Harvey mayor fined $10K for 'fraudulent bond offerings'

Harvey Mayor Eric J. Kellogg has agreed to pay a $10,000 fine and never again participate in a municipal bond offering to settle civil fraud charges stemming from a hotel development scheme.

“Through the 2008, 2009, and 2010 Bond Offerings, Harvey engaged in a scheme to divert bond proceeds for improper purposes,” according to the complaint filed by the Securities Exchange Commission. “As part of the scheme, Harvey made misrepresentations and omissions to investors about how bond proceeds would be used and the risks associated with investments in Harvey’s municipal bonds.”
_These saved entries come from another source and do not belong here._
/// Render a value the way it reads in a change line: strings bare, null as `null`.
fn display(value: &Value) -> String {
    match value {
        Value::String(s) => s.clone(),
        other => other.to_string(),
    }
}

fn attr<'a>(entity: &'a Value, key: &str) -> &'a Value {
    entity.get(key).unwrap_or(&Value::Null)
}

fn collection_diff(item: &CollectionItem, existing: &[Value]) -> Vec<String> {
    let existing_by_name: HashMap<&str, &Value> = existing
        .iter()
        .filter_map(|f| Some((f.get("field")?.as_str()?, f)))
        .collect();
    let import_names: HashSet<&str> = item.fields.iter().map(|f| f.field.as_str()).collect();

    let mut diff = Vec::new();
    for field in &item.fields {
        if let Some(current) = existing_by_name.get(field.field.as_str()) {
            let wanted = field.field_type.clone().map_or(Value::Null, Value::String);
            let current_type = attr(current, "type");
            if *current_type != wanted {
                diff.push(format!(
                    "Field \"{}\" type changed: {} → {}",
                    field.field,
                    display(current_type),
                    display(&wanted)
                ));
            }
        }
    }

    let added: Vec<&str> = item
        .fields
        .iter()
        .map(|f| f.field.as_str())
        .filter(|name| !existing_by_name.contains_key(name))
        .collect();
    if !added.is_empty() {
        diff.push(format!("{} new field(s): {}", added.len(), added.join(", ")));
    }

    let removed: Vec<&str> = existing
        .iter()
        .filter_map(|f| f.get("field").and_then(Value::as_str))
        .filter(|name| !import_names.contains(name))
        .collect();
    if !removed.is_empty() {
        diff.push(format!(
            "{} field(s) not in import: {}",
            removed.len(),
            removed.join(", ")
        ));
    }
    diff
}

/// Compare named attributes of an existing entity with their wanted values.
///
/// A key the entity omits reads as the empty value of the wanted type, so an
/// absent boolean matches `false` and an absent string matches `""` or null.
fn attribute_diff(existing: &Value, wanted: &[(&str, &str, Value)]) -> Vec<String> {
    wanted
        .iter()
        .filter_map(|(key, label, value)| {
            let current = existing
                .get(*key)
                .cloned()
                .unwrap_or_else(|| empty_like(value));
            if current == *value || (is_blank(&current) && is_blank(value)) {
                return None;
            }
            Some(if *key == "name" {
                format!("{label} changed: \"{}\" → \"{}\"", display(&current), display(value))
            } else {
                format!("{label} changed: {} → {}", display(&current), display(value))
            })
        })
        .collect()
}

fn empty_like(value: &Value) -> Value {
    match value {
        Value::Bool(_) => Value::Bool(false),
        Value::String(_) => Value::String(String::new()),
        _ => Value::Null,
    }
}

fn is_blank(value: &Value) -> bool {
    match value {
        Value::Null => true,
        Value::String(s) => s.is_empty(),
        _ => false,
    }
}

fn opt(value: Option<&String>) -> Value {
    value.map_or(Value::Null, |s| Value::String(s.clone()))
}

fn flow_diff(existing: &Value, item: &FlowItem) -> Vec<String> {
    attribute_diff(
        existing,
        &[
            ("name", "Name", Value::String(item.name.clone())),
            ("status", "Status", Value::String(item.status.clone())),
            ("trigger", "Trigger", opt(item.trigger.as_ref())),
        ],
    )
}

fn role_diff(existing: &Value, item: &RoleItem) -> Vec<String> {
    attribute_diff(
        existing,
        &[
            ("name", "Name", Value::String(item.name.clone())),
            ("icon", "Icon", opt(item.icon.as_ref())),
        ],
    )
}

fn policy_diff(existing: &Value, item: &PolicyItem) -> Vec<String> {
    attribute_diff(
        existing,
        &[
            ("name", "Name", Value::String(item.name.clone())),
            ("admin_access", "Admin access", Value::Bool(item.admin_access)),
            ("app_access", "App access", Value::Bool(item.app_access)),
        ],
    )
}

// =============================================================================
// Remote comparison
// =============================================================================

/// One item classified across the local and remote instance.
#[derive(Debug, Clone, PartialEq, Serialize)]
pub struct SyncEntry {
    pub id: SelectionId,
    pub name: String,
    pub kind: Kind,
    pub comparison: Comparison,
    #[serde(skip_serializing_if = "Vec::is_empty")]
    pub diff: Vec<String>,
    #[serde(rename = "localData", skip_serializing_if = "Option::is_none")]
    pub local: Option<Value>,
    #[serde(rename = "remoteData", skip_serializing_if = "Option::is_none")]
    pub remote: Option<Value>,
}

/// Classify entities of one kind.
///
/// Entries follow local order, then the remote-only ones in remote order.
pub fn compare_local_and_remote(local: &[Entity], remote: &[Entity], kind: Kind) -> Vec<SyncEntry> {
    let remote_by_id: HashMap<&str, &Entity> = remote.iter().map(|e| (e.id.as_str(), e)).collect();
    let local_ids: HashSet<&str> = local.iter().map(|e| e.id.as_str()).collect();

    let mut entries = Vec::with_capacity(local.len() + remote.len());
    for entity in local {
        let entry = match remote_by_id.get(entity.id.as_str()) {
            None => SyncEntry {
                id: SelectionId::new(kind, &entity.id),
                name: entity.name.clone(),
                kind,
                comparison: Comparison::LocalOnly,
                diff: Vec::new(),
                local: Some(entity.data.clone()),
                remote: None,
            },
            Some(other) => {
                let same = normalize::equivalent(&entity.data, &other.data, kind);
                SyncEntry {
                    id: SelectionId::new(kind, &entity.id),
                    name: entity.name.clone(),
                    kind,
                    comparison: if same { Comparison::Identical } else { Comparison::Different },
                    diff: if same {
                        Vec::new()
                    } else {
                        normalize::describe_differences(&entity.data, &other.data, kind)
                    },
                    local: Some(entity.data.clone()),
                    remote: Some(other.data.clone()),
                }
            }
        };
        entries.push(entry);
    }

    for entity in remote.iter().filter(|e| !local_ids.contains(e.id.as_str())) {
        entries.push(SyncEntry {
            id: SelectionId::new(kind, &entity.id),
            name: entity.name.clone(),
            kind,
            comparison: Comparison::RemoteOnly,
            diff: Vec::new(),
            local: None,
            remote: Some(entity.data.clone()),
        });
    }
    entries
}

/// Counts of a remote comparison.
#[derive(Debug, Clone, Copy, Default, PartialEq, Eq, Serialize)]
#[serde(rename_all = "camelCase")]
pub struct RemoteSummary {
    pub local_only: usize,
    pub remote_only: usize,
    pub matching: usize,
    pub different: usize,
}

impl RemoteSummary {
    pub fn total(&self) -> usize {
        self.local_only + self.remote_only + self.matching + self.different
    }
}

/// Classified entries for all four kinds.
#[derive(Debug, Clone, Default, PartialEq, Serialize)]
pub struct RemoteComparison {
    pub collections: Vec<SyncEntry>,
    pub flows: Vec<SyncEntry>,
    pub roles: Vec<SyncEntry>,
    pub policies: Vec<SyncEntry>,
    pub summary: RemoteSummary,
}

impl RemoteComparison {
    pub fn entries(&self, kind: Kind) -> &[SyncEntry] {
        match kind {
            Kind::Collection => &self.collections,
            Kind::Flow => &self.flows,
            Kind::Role => &self.roles,
            Kind::Policy => &self.policies,
        }
    }

    /// Comparison tree. Everything except identical entries starts checked.
    pub fn tree(&self) -> Tree {
        let categories = Kind::TREE_ORDER
            .iter()
            .map(|kind| {
                let children = self
                    .entries(*kind)
                    .iter()
                    .map(|entry| {
                        let mut node = TreeNode::item(
                            &entry.id,
                            &entry.name,
                            entry.comparison != Comparison::Identical,
                        )
                        .with_comparison(entry.comparison)
                        .with_diff(entry.diff.clone());
                        if let Some(data) = entry.local.as_ref().or(entry.remote.as_ref()) {
                            node = node.with_payload(Payload::Entity(data.clone()));
                        }
                        node
                    })
                    .collect();
                TreeNode::category(*kind, children)
            })
            .collect();
        Tree::new(categories)
    }
}

/// Compare two snapshots across all four kinds.
pub fn compare_snapshots(local: &Snapshot, remote: &Snapshot) -> RemoteComparison {
    let mut result = RemoteComparison {
        collections: compare_local_and_remote(&local.collections, &remote.collections, Kind::Collection),
        flows: compare_local_and_remote(&local.flows, &remote.flows, Kind::Flow),
        roles: compare_local_and_remote(&local.roles, &remote.roles, Kind::Role),
        policies: compare_local_and_remote(&local.policies, &remote.policies, Kind::Policy),
        summary: RemoteSummary::default(),
    };
    let mut summary = RemoteSummary::default();
    for kind in Kind::TREE_ORDER {
        for entry in result.entries(kind) {
            match entry.comparison {
                Comparison::LocalOnly => summary.local_only += 1,
                Comparison::RemoteOnly => summary.remote_only += 1,
                Comparison::Identical => summary.matching += 1,
                Comparison::Different => summary.different += 1,
            }
        }
    }
    result.summary = summary;
    result
}

/// Read both instances concurrently and compare them.
///
/// A listing failure on either side fails the scan.
pub fn scan<L, R>(local: &L, remote: &R) -> Result<RemoteComparison>
where
    L: ConfigStore + ?Sized,
    R: ConfigStore + ?Sized,
{
    let (local, remote) = rayon::join(|| Snapshot::read(local), || Snapshot::read(remote));
    Ok(compare_snapshots(&local?, &remote?))
}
The purported purpose of the bond offerings was to provide funding to develop and construct a Holiday Inn Hotel, the SEC alleges. The bonds were to be repaid from tax revenue streams dependent upon the existence of the hotel, such as Harvey’s hotel-motel tax and sales tax.

But instead of using the money raised through the bond offerings on the hotel project, city officials diverted at least $1.7 million in investors’ money into the city’s general operation accounts, including payroll, the SEC said.

“As the result of the scheme to divert bond related proceeds, the Hotel Redevelopment Project has turned into a fiasco for bond investors and Harvey residents. According to news reports, the proposed Holiday Inn hotel and conference center stands as an unfinished decrepit shell,” said the SEC court filings.

Kellogg, mayor since 2003 and an alderman from 1991 to 2003, is liable for fraud because he “exercised control over Harvey’s operations” and “signed important offering documents that Harvey used to offer and sell the bonds,” the SEC alleges. When the SEC subpoenaed the mayor to appear before commission staff to answer questions, under oath, about the hotel project, Kellogg asserted his Fifth Amendment privilege against self-incrimination.

“Investors were told one thing while the city did another, and Kellogg was in a position to control the bond issuances and prevent any fraudulent use of investor money. His days of participating in muni bond offerings are over,” LeeAnn Ghazil Gaunt, chief of the SEC Enforcement Division’s Public Finance Abuse Unit, said in a statement.

In agreeing to settle the charges, Kellogg did not admit to any wrongdoing. The settlement is subject to court approval.

“This matter is now behind us and we can now move forward,” city spokesman Sean Howard said in a statement. “This was a civil suit in which the Mayor has agreed to the civil penalty. The Mayor has given his attorney the monies agreed upon. The attorney will await the process in which the SEC will detail as it relates to the delivery of the fined amount.”